Epoch:    1/10    Loss: 5.568603610992431
Epoch:    2/10    Loss: 4.7756297567817185
Epoch:    3/10    Loss: 4.38765674001819
Epoch:    4/10    Loss: 4.071462697695352
Epoch:    5/10    Loss: 3.7681871848932764
Epoch:    6/10    Loss: 3.480992128825932
Epoch:    7/10    Loss: 3.196643516758158
Epoch:    8/10    Loss: 2.948043690559297
Epoch:    9/10    Loss: 2.709813594689795
Epoch:   10/10    Loss: 2.509170540952323
Model Trained and Saved

Test the Network

  • Loaded the serialized model and preprocessed data and then generated a _fake_script of 400 words shown below...

We can easily see that the fake generated script snippet came from the original TV script; however, it's far from perfect.
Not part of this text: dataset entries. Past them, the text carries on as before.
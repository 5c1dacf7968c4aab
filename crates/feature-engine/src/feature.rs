//! Feature Interface

use crate::FeatureError;
use model_graph::{BinaryNode, BinaryOp, ConstantNode, CoordinateList, DelayNode, Model, Node};
use serde::{Deserialize, Serialize};
use std::collections::HashMap;
use std::fmt;

/// Index of a feature in its owning [`FeatureSet`](crate::FeatureSet)
pub type FeatureId = usize;

/// Graph handles of already compiled features
pub type FeatureOutputs = HashMap<FeatureId, CoordinateList>;

/// Closed set of feature kinds
#[derive(Debug, Clone, Copy, PartialEq, Eq, Hash, Serialize, Deserialize)]
pub enum FeatureKind {
    Input,
    Mean,
    IncrementalMean,
    Variance,
    IncrementalVariance,
}

impl FeatureKind {
    pub const ALL: [FeatureKind; 5] = [
        FeatureKind::Input,
        FeatureKind::Mean,
        FeatureKind::IncrementalMean,
        FeatureKind::Variance,
        FeatureKind::IncrementalVariance,
    ];

    /// Tag used in feature descriptions
    pub fn tag(&self) -> &'static str {
        match self {
            FeatureKind::Input => "input",
            FeatureKind::Mean => "mean",
            FeatureKind::IncrementalMean => "incremental_mean",
            FeatureKind::Variance => "variance",
            FeatureKind::IncrementalVariance => "incremental_variance",
        }
    }

    pub fn from_tag(tag: &str) -> Option<Self> {
        Self::ALL.into_iter().find(|kind| kind.tag() == tag)
    }
}

impl fmt::Display for FeatureKind {
    fn fmt(&self, f: &mut fmt::Formatter<'_>) -> fmt::Result {
        f.write_str(self.tag())
    }
}

/// A streaming computation with an eager form and a dataflow-graph form
///
/// Both forms must produce the same values for the same input history. They
/// are implemented independently: the eager path updates cached state in
/// place, while `add_to_model` only composes graph primitives.
pub trait Feature: fmt::Debug + Send {
    /// Unique id within the owning set
    fn id(&self) -> &str;

    fn kind(&self) -> FeatureKind;

    /// Upstream features, in order
    fn inputs(&self) -> &[FeatureId];

    /// Output width, known once the first sample was evaluated
    fn output_dimension(&self) -> Option<usize>;

    /// Evaluate one sample given the current outputs of `inputs()`
    ///
    /// A failed call leaves the feature's state untouched.
    fn compute_output(&mut self, inputs: &[&[f64]]) -> Result<Vec<f64>, FeatureError>;

    /// Emit an equivalent subgraph and return its output handle
    fn add_to_model(&self, model: &mut Model, outputs: &FeatureOutputs) -> Result<CoordinateList, FeatureError>;

    /// Forget all eager state
    fn reset(&mut self);
}

/// The only upstream value of a single-input feature
pub(crate) fn single_input<'a>(feature: &str, inputs: &[&'a [f64]]) -> Result<&'a [f64], FeatureError> {
    match inputs {
        [input] => Ok(input),
        _ => Err(FeatureError::IllegalState(format!(
            "{} expects 1 input, got {}",
            feature,
            inputs.len()
        ))),
    }
}

/// Compiled handle of `input`, which must precede `feature` in build order
pub(crate) fn resolved_input<'a>(
    feature: &str,
    input: FeatureId,
    outputs: &'a FeatureOutputs,
) -> Result<&'a CoordinateList, FeatureError> {
    outputs.get(&input).ok_or_else(|| FeatureError::MissingInput {
        feature: feature.to_string(),
        input,
    })
}

/// Constant `window` broadcast to `width` elements
pub(crate) fn window_divisor(model: &mut Model, window: usize, width: usize) -> Result<CoordinateList, FeatureError> {
    let divisor = model.emplace(ConstantNode::new(vec![window as f64]))?;
    Ok(divisor.broadcast(width)?)
}

/// Emplace a shift register of `depth` samples and read back the node
pub(crate) fn emplace_delay(
    model: &mut Model,
    input: &CoordinateList,
    depth: usize,
) -> Result<(CoordinateList, DelayNode), FeatureError> {
    let output = model.emplace(DelayNode::new(input.clone(), depth))?;
    let delay = model
        .last_node()
        .and_then(Node::as_delay)
        .cloned()
        .ok_or_else(|| FeatureError::IllegalState("last emplaced node is not a delay".to_string()))?;
    Ok((output, delay))
}

pub(crate) fn emplace_binary(
    model: &mut Model,
    lhs: &CoordinateList,
    rhs: &CoordinateList,
    op: BinaryOp,
) -> Result<CoordinateList, FeatureError> {
    Ok(model.emplace(BinaryNode::new(lhs.clone(), rhs.clone(), op))?)
}

/// Sum of all `depth` taps of a shift register
pub(crate) fn sum_taps(
    model: &mut Model,
    delay: &DelayNode,
    output: &CoordinateList,
) -> Result<(CoordinateList, Vec<CoordinateList>), FeatureError> {
    let taps = (0..delay.window)
        .map(|tap| delay.delayed_output(output, tap))
        .collect::<Result<Vec<_>, _>>()?;
    let mut sum = taps[0].clone();
    for tap in &taps[1..] {
        sum = emplace_binary(model, &sum, tap, BinaryOp::Add)?;
    }
    Ok((sum, taps))
}

#[cfg(test)]
mod tests {
    use super::*;

    #[test]
    fn test_kind_tags_round_trip() {
        for kind in FeatureKind::ALL {
            assert_eq!(FeatureKind::from_tag(kind.tag()), Some(kind));
        }
        assert_eq!(FeatureKind::from_tag("median"), None);
    }

    #[test]
    fn test_single_input_arity() {
        let a = [1.0];
        assert!(single_input("f", &[&a]).is_ok());
        assert!(matches!(single_input("f", &[]), Err(FeatureError::IllegalState(_))));
    }

    #[test]
    fn test_missing_input() {
        let outputs = FeatureOutputs::new();
        let err = resolved_input("B", 0, &outputs).unwrap_err();
        assert_eq!(err, FeatureError::MissingInput { feature: "B".into(), input: 0 });
    }
}
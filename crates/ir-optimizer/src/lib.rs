//! IR Optimizer
//!
//! Pass infrastructure for [`codegen_ir::Module`]s:
//! - Function and module pass traits with managers that run them in order
//! - `PipelineBuilder` choosing passes from optimization and size levels
//! - Target descriptors that tune the pipeline before it is populated
//! - `Optimizer`, a scoped pipeline bound to one module that finalizes its
//!   passes exactly once when dropped

mod builder;
mod config;
mod error;
mod manager;
mod optimizer;
mod pass;
pub mod passes;
mod target;

pub use builder::{inline_threshold, PipelineBuilder};
pub use config::OptimizerConfig;
pub use error::OptimizerError;
pub use manager::{FunctionPassAdaptor, FunctionPassManager, ModulePassManager};
pub use optimizer::Optimizer;
pub use pass::{FunctionContext, FunctionPass, ModulePass};
pub use target::{TargetDescriptor, TargetSpec};
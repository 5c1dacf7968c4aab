//! Target Descriptors

use crate::PipelineBuilder;
use serde::{Deserialize, Serialize};
use std::fmt;

/// Code-generation target
///
/// Gets a chance to tune the pipeline before the pass managers are
/// populated.
pub trait TargetDescriptor: fmt::Debug {
    fn name(&self) -> &str;

    /// Native vector lanes for `f64`
    fn vector_width(&self) -> usize;

    fn adjust_pipeline(&self, builder: &mut PipelineBuilder) {
        builder.vector_width = self.vector_width();
        if builder.vector_width < 2 {
            builder.loop_vectorize = false;
            builder.slp_vectorize = false;
        }
    }
}

/// Target described by name and vector width
#[derive(Debug, Clone, PartialEq, Eq, Serialize, Deserialize)]
pub struct TargetSpec {
    pub name: String,
    pub vector_width: usize,
}

impl TargetSpec {
    pub fn new(name: impl Into<String>, vector_width: usize) -> Self {
        Self {
            name: name.into(),
            vector_width,
        }
    }

    /// No vector unit
    pub fn scalar() -> Self {
        Self::new("scalar", 1)
    }

    /// 128-bit vectors
    pub fn sse2() -> Self {
        Self::new("sse2", 2)
    }

    /// 256-bit vectors
    pub fn avx2() -> Self {
        Self::new("avx2", 4)
    }

    /// 512-bit vectors
    pub fn avx512() -> Self {
        Self::new("avx512", 8)
    }
}

impl TargetDescriptor for TargetSpec {
    fn name(&self) -> &str {
        &self.name
    }

    fn vector_width(&self) -> usize {
        self.vector_width
    }
}
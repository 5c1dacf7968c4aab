//! Shared Window State

use crate::{FeatureError, FeatureId};
use ring_buffer::SampleBuffer;

/// Id, input and sample history shared by all windowed features
#[derive(Debug, Clone)]
pub(crate) struct WindowState {
    pub id: String,
    pub input: FeatureId,
    pub window: usize,
    pub buffer: SampleBuffer,
    pub output_dimension: Option<usize>,
}

impl WindowState {
    pub fn new(id: impl Into<String>, input: FeatureId, window: usize) -> Result<Self, FeatureError> {
        Ok(Self {
            id: id.into(),
            input,
            window,
            buffer: SampleBuffer::new(window)?,
            output_dimension: None,
        })
    }

    /// Reject a sample before any state is touched
    pub fn validate(&self, sample: &[f64]) -> Result<(), FeatureError> {
        if sample.is_empty() {
            return Err(FeatureError::InvalidInput(format!(
                "{}: input of size zero",
                self.id
            )));
        }
        self.buffer.check_dimension(sample.len())?;
        Ok(())
    }

    /// Sample about to leave the window
    ///
    /// While the window is still filling there is no such sample and the zero
    /// vector stands in for it. This understates the statistics over the
    /// first `window - 1` samples.
    pub fn departing(&self, dimension: usize) -> Vec<f64> {
        let mut old = self
            .buffer
            .delayed(self.window - 1)
            .map(<[f64]>::to_vec)
            .unwrap_or_default();
        old.resize(dimension, 0.0);
        old
    }

    pub fn push(&mut self, sample: &[f64]) -> Result<(), FeatureError> {
        self.buffer.push(sample)?;
        self.output_dimension = Some(sample.len());
        Ok(())
    }

    pub fn reset(&mut self) {
        self.buffer.clear();
        self.output_dimension = None;
    }
}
Multiple characters say (somewhat) complete sentences. All sentences do not make sense, but it doesn't have to be perfect! It takes quite a while and a lot of experimentation and resources to get good results for such a complex task. We can use smaller vocabulary (and discard uncommon words) or get more data to improve outcomes. Still impressive to see how we can get a very trivial network to mimic a human-generated text up to some degree of accuracy with little effort.

Experiment with different prime-word and different script lengths generates some engaging (and funny) text; give it a try!